SUPPLIED RECORDS Start Marker
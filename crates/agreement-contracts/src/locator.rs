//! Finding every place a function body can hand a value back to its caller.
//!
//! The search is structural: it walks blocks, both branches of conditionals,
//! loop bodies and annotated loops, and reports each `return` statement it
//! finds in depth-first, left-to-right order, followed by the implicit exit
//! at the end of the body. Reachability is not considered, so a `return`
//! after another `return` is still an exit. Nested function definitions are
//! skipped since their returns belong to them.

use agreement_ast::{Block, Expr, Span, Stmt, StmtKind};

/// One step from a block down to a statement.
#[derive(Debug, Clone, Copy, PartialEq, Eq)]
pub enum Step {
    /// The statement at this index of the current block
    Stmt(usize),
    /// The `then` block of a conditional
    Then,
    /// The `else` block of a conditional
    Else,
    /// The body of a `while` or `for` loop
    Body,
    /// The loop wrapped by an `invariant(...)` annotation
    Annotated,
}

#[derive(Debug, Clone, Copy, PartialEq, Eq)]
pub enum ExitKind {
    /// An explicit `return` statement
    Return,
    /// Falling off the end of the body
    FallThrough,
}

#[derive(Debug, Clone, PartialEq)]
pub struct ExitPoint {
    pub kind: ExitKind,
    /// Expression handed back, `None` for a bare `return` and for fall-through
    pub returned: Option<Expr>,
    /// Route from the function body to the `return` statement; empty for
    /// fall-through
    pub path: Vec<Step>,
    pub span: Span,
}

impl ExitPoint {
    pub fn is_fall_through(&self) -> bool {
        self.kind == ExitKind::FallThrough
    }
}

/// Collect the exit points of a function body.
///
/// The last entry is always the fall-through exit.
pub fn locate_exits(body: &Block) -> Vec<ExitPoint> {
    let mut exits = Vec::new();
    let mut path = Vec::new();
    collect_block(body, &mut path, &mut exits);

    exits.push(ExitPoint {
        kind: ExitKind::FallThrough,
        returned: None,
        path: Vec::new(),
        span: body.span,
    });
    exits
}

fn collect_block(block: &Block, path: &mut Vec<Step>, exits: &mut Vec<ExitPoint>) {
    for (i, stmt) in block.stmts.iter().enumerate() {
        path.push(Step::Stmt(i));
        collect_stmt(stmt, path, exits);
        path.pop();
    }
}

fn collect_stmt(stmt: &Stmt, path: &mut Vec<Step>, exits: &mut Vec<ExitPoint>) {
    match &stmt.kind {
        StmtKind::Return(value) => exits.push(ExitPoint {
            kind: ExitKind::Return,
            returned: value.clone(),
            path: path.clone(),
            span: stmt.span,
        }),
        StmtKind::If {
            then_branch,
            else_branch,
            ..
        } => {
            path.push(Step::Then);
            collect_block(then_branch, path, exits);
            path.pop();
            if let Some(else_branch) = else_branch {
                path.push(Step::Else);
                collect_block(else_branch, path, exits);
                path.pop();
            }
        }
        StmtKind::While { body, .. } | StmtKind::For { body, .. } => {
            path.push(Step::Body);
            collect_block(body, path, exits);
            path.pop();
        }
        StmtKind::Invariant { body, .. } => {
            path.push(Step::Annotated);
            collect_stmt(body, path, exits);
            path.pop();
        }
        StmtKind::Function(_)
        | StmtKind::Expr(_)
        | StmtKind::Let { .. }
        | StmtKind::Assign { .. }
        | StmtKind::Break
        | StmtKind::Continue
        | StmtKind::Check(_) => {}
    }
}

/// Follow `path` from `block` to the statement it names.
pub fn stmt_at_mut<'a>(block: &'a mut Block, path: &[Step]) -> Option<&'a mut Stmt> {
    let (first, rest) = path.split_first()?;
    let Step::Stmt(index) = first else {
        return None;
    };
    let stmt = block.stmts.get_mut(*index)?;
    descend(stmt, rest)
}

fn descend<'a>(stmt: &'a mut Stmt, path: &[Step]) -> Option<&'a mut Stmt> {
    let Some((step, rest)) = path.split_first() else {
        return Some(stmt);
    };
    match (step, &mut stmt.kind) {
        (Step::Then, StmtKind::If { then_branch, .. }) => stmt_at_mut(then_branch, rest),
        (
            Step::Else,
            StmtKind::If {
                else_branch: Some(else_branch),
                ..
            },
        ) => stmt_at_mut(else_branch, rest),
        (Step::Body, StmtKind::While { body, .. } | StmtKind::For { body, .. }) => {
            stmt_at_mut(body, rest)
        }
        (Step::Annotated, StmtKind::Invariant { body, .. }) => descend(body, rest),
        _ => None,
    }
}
SUPPLIED RECORDS End Marker
SUPPLIED RECORDS Start Marker
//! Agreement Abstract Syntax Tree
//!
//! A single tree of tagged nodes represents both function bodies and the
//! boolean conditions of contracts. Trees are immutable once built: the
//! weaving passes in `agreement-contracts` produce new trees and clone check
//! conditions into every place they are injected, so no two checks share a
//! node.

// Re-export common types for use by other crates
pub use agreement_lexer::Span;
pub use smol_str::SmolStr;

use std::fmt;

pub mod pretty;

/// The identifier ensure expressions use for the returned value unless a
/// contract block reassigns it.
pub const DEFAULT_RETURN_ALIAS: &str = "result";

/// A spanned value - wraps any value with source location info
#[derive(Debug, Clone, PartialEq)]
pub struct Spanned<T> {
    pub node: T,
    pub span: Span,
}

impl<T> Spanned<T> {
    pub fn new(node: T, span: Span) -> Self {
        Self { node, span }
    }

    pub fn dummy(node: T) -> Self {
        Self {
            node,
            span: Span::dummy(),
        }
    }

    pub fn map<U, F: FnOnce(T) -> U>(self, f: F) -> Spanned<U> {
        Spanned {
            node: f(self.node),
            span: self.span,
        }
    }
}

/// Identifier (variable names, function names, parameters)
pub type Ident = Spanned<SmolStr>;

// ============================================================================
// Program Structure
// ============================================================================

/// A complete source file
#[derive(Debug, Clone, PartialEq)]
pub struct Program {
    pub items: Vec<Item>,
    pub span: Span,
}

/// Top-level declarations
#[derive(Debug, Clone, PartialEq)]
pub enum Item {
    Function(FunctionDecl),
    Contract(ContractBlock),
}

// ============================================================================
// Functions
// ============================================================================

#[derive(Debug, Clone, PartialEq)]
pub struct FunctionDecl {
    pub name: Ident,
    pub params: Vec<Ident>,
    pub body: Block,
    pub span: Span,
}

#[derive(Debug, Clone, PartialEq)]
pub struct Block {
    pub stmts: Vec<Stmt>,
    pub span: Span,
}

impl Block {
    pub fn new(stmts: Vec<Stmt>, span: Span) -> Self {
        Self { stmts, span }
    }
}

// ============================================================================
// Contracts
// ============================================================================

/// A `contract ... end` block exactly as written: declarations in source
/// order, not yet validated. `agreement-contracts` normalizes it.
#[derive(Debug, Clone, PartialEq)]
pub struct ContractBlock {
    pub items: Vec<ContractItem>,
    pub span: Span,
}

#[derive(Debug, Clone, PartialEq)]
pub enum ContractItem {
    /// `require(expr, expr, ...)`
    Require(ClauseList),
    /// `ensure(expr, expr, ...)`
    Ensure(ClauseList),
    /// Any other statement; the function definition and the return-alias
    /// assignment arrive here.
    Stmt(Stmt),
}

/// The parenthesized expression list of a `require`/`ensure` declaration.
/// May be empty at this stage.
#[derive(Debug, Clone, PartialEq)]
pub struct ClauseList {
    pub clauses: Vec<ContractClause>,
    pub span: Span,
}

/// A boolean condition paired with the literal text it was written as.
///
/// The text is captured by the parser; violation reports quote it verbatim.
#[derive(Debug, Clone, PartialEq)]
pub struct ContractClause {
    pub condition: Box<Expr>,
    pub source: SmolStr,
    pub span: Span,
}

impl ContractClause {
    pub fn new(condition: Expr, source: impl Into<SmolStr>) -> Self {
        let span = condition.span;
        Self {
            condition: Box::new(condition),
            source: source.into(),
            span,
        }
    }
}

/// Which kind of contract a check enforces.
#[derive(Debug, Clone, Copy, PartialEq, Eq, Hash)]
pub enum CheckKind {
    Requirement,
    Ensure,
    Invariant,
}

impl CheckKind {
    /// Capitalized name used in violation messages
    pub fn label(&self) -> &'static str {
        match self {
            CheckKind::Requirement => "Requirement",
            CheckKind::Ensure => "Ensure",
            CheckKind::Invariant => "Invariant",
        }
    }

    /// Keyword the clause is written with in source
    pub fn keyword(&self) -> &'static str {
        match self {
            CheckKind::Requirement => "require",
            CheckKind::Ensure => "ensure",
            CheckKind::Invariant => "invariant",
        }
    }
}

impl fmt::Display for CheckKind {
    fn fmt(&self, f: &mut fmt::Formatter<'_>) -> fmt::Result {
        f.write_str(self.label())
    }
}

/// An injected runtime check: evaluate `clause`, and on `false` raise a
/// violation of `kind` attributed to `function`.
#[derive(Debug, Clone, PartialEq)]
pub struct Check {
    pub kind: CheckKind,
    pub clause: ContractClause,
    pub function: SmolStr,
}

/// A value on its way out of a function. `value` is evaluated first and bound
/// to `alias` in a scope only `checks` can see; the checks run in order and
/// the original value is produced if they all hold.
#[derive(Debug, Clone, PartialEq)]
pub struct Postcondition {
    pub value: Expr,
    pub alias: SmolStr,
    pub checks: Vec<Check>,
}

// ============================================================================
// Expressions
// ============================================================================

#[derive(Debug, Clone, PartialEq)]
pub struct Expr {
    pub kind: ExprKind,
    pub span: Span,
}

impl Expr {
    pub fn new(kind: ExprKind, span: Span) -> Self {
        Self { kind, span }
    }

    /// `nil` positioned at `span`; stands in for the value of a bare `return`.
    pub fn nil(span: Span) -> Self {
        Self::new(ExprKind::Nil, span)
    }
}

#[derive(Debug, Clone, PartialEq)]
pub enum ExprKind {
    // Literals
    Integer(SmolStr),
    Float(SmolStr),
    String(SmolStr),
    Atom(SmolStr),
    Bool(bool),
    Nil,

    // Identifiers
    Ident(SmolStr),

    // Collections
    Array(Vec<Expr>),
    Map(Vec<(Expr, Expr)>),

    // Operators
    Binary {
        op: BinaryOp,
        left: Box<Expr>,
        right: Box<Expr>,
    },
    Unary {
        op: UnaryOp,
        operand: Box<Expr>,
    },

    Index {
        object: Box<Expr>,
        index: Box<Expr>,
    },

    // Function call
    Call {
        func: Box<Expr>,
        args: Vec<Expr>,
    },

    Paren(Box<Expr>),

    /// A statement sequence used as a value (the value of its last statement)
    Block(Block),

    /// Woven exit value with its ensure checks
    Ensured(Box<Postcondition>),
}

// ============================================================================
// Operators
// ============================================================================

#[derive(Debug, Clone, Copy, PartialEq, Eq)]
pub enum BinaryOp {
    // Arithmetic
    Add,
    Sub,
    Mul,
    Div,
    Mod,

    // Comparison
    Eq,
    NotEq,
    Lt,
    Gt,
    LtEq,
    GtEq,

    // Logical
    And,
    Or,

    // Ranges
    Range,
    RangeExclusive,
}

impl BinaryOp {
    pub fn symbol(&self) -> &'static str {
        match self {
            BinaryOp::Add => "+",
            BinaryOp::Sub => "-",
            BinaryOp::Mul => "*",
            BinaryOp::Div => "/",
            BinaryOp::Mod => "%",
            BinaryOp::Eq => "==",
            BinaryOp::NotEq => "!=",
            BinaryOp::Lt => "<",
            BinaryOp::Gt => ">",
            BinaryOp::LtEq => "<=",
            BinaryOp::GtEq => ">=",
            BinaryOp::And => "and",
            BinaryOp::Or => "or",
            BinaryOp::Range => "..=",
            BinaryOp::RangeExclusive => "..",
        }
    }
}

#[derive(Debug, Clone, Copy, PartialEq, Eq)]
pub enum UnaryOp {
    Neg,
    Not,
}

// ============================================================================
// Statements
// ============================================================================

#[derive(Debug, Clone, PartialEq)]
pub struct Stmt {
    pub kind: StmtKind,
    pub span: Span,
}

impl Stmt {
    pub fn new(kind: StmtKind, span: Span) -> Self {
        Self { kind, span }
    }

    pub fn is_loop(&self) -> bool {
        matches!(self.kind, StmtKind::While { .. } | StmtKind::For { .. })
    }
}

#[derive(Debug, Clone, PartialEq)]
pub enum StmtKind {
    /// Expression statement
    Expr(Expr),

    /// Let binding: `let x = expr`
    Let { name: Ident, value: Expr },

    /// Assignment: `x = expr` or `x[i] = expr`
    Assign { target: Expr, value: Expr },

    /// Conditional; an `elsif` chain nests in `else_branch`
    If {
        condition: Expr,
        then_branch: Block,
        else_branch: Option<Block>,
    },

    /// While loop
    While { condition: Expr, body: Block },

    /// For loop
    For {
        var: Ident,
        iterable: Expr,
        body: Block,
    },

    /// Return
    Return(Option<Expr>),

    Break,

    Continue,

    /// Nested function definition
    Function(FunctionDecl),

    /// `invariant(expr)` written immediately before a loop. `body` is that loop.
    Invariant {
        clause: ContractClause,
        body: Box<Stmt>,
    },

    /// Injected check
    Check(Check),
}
SUPPLIED RECORDS End Marker
> **EXERCISE BRIEF**
From the listing above, output exactly the run of lines that starts with the line containing "filename crates/agreement-contracts/src/locator.rs" and ends with the line containing "loop bodies and".

> **RESULT OF THIS TASK**
filename crates/agreement-contracts/src/locator.rs
//! Finding every place a function body can hand a value back to its caller.
//!
//! The search is structural: it walks blocks, both branches of conditionals,
//! loop bodies and annotated loops, and reports each `return` statement it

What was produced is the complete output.